◆ Study material
========
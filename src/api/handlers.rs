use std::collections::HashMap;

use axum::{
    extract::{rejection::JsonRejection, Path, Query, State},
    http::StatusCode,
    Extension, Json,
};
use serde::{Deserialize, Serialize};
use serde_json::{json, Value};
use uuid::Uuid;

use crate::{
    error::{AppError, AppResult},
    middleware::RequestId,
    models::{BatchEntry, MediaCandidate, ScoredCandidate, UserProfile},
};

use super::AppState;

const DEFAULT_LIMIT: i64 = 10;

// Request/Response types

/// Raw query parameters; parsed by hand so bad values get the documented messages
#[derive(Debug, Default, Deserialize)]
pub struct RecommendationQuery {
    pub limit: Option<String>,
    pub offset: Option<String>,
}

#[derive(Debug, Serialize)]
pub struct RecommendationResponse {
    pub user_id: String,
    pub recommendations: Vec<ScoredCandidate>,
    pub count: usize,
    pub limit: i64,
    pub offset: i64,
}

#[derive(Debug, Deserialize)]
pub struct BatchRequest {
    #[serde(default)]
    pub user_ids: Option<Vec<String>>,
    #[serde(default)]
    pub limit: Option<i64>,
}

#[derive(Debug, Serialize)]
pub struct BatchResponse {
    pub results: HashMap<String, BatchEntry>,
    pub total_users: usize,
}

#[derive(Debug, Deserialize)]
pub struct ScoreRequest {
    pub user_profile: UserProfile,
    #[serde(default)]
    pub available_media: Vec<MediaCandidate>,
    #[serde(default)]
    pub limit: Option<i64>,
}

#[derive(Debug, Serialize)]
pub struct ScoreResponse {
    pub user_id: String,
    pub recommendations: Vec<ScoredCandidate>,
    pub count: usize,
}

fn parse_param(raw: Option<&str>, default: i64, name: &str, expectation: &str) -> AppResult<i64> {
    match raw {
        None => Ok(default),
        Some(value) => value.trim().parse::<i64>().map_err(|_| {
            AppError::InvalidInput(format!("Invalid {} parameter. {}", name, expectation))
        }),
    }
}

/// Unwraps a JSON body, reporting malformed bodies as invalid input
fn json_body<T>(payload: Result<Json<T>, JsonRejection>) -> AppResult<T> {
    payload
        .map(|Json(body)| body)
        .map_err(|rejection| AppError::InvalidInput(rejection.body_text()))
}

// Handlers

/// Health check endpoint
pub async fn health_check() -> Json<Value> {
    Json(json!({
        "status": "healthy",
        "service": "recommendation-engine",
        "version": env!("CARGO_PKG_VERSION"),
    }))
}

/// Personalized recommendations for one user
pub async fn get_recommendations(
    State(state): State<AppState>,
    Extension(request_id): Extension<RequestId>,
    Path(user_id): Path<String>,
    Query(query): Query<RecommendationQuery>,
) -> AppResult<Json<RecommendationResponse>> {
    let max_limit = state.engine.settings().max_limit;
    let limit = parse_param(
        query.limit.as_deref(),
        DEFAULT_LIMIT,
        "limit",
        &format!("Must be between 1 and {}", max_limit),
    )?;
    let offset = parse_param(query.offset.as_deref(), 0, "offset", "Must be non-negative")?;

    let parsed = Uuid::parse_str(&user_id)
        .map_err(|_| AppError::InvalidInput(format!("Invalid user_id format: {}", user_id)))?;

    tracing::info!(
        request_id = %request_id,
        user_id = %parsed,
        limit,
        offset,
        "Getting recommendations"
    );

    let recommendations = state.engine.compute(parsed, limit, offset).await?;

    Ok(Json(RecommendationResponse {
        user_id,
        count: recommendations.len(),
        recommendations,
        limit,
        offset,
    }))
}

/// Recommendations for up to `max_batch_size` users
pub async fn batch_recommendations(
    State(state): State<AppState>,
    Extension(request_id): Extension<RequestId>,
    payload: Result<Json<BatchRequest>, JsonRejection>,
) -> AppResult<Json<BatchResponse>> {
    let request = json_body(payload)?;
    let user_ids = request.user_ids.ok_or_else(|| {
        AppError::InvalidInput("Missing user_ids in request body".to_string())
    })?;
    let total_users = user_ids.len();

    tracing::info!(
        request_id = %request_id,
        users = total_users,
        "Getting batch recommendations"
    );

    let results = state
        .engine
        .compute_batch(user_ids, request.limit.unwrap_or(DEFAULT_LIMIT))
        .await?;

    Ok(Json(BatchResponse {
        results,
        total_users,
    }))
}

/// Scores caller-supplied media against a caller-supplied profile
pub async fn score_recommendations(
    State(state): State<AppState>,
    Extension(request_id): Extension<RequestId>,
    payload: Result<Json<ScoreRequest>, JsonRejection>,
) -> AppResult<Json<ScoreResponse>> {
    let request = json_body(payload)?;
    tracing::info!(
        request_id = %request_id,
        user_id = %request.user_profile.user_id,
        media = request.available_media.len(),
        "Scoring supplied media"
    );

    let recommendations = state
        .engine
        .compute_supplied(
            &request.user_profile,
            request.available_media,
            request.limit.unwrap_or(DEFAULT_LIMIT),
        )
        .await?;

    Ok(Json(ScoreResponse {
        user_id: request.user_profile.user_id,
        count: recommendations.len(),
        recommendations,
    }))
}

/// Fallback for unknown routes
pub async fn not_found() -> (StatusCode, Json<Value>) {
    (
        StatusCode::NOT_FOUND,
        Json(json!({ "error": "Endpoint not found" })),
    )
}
========
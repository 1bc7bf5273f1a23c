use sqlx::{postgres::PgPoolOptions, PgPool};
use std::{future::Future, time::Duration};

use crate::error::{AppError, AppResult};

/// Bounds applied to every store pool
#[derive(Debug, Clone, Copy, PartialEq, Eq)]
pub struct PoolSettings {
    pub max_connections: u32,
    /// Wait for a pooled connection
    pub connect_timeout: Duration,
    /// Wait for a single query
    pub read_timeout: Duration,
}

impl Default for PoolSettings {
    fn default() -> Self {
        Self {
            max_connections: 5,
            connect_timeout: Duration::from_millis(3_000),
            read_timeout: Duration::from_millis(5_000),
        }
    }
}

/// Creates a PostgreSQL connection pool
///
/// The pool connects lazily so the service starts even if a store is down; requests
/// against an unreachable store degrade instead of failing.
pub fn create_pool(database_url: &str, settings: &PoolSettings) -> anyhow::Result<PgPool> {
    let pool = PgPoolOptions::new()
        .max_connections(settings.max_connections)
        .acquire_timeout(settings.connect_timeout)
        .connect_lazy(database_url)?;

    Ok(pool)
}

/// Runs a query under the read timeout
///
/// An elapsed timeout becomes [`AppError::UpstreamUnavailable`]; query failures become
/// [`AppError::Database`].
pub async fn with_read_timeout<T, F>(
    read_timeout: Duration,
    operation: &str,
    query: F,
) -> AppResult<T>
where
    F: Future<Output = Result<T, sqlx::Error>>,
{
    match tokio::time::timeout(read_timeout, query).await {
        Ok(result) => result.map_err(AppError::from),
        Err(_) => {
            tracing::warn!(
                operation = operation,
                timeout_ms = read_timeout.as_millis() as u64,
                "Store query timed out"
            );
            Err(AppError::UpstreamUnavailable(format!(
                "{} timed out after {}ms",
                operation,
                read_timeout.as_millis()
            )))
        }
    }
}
========
◆ Task brief
Reproduce the lines above, beginning at the line with "filename src/api/handlers.rs" and stopping after the line with "use uuid::Uuid;", exactly as they are.

◆ Exercise output
filename src/api/handlers.rs
use std::collections::HashMap;

use axum::{
    extract::{rejection::JsonRejection, Path, Query, State},
    http::StatusCode,
    Extension, Json,
};
use serde::{Deserialize, Serialize};
use serde_json::{json, Value};
use uuid::Uuid;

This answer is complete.